— Problem to solve —
What is the number of lines in the data that hold the string "repository"? Reply with that number only.

— Source data —

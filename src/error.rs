use std::path::PathBuf;

/// All errors produced by vsnap.
#[derive(Debug, thiserror::Error)]
pub enum Error {
    #[error("storage unavailable: {0}")]
    StorageUnavailable(String),

    #[error("corrupt object: {0}")]
    CorruptObject(String),

    #[error("missing reference: {0}")]
    MissingReference(String),

    #[error("could not read head '{branch}': {source}")]
    HeadUnreadable {
        branch: String,
        #[source]
        source: Box<Error>,
    },

    #[error("could not read version object {id}: {source}")]
    VersionUnreadable {
        id: u64,
        #[source]
        source: Box<Error>,
    },

    #[error("repository uninitialized: {0}")]
    Uninitialized(String),

    #[error("invalid name: {0}")]
    InvalidName(String),

    #[error("io error: {0}")]
    Io(#[from] std::io::Error),
}

pub type Result<T> = std::result::Result<T, Error>;

// ---------------------------------------------------------------------------
// Convenience constructors
// ---------------------------------------------------------------------------

impl Error {
    pub fn storage(path: impl Into<PathBuf>, err: std::io::Error) -> Self {
        Self::StorageUnavailable(format!("{}: {}", path.into().display(), err))
    }

    pub fn storage_msg(msg: impl Into<String>) -> Self {
        Self::StorageUnavailable(msg.into())
    }

    pub fn corrupt(msg: impl Into<String>) -> Self {
        Self::CorruptObject(msg.into())
    }

    pub fn missing(what: impl Into<String>) -> Self {
        Self::MissingReference(what.into())
    }

    pub fn uninitialized(path: impl Into<PathBuf>) -> Self {
        Self::Uninitialized(path.into().display().to_string())
    }

    pub fn invalid_name(msg: impl Into<String>) -> Self {
        Self::InvalidName(msg.into())
    }

    pub fn io(path: impl Into<PathBuf>, err: std::io::Error) -> Self {
        Self::Io(std::io::Error::new(
            err.kind(),
            format!("{}: {}", path.into().display(), err),
        ))
    }

    pub(crate) fn head_unreadable(branch: &str, source: Error) -> Self {
        Self::HeadUnreadable {
            branch: branch.to_string(),
            source: Box::new(source),
        }
    }

    pub(crate) fn version_unreadable(id: u64, source: Error) -> Self {
        Self::VersionUnreadable {
            id,
            source: Box::new(source),
        }
    }

    /// `true` when the repository holds an object that cannot be trusted
    /// and the user has to repair it before saving again.
    pub fn needs_recovery(&self) -> bool {
        matches!(
            self,
            Self::CorruptObject(_)
                | Self::MissingReference(_)
                | Self::HeadUnreadable { .. }
                | Self::VersionUnreadable { .. }
        )
    }
}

— Answer space —
2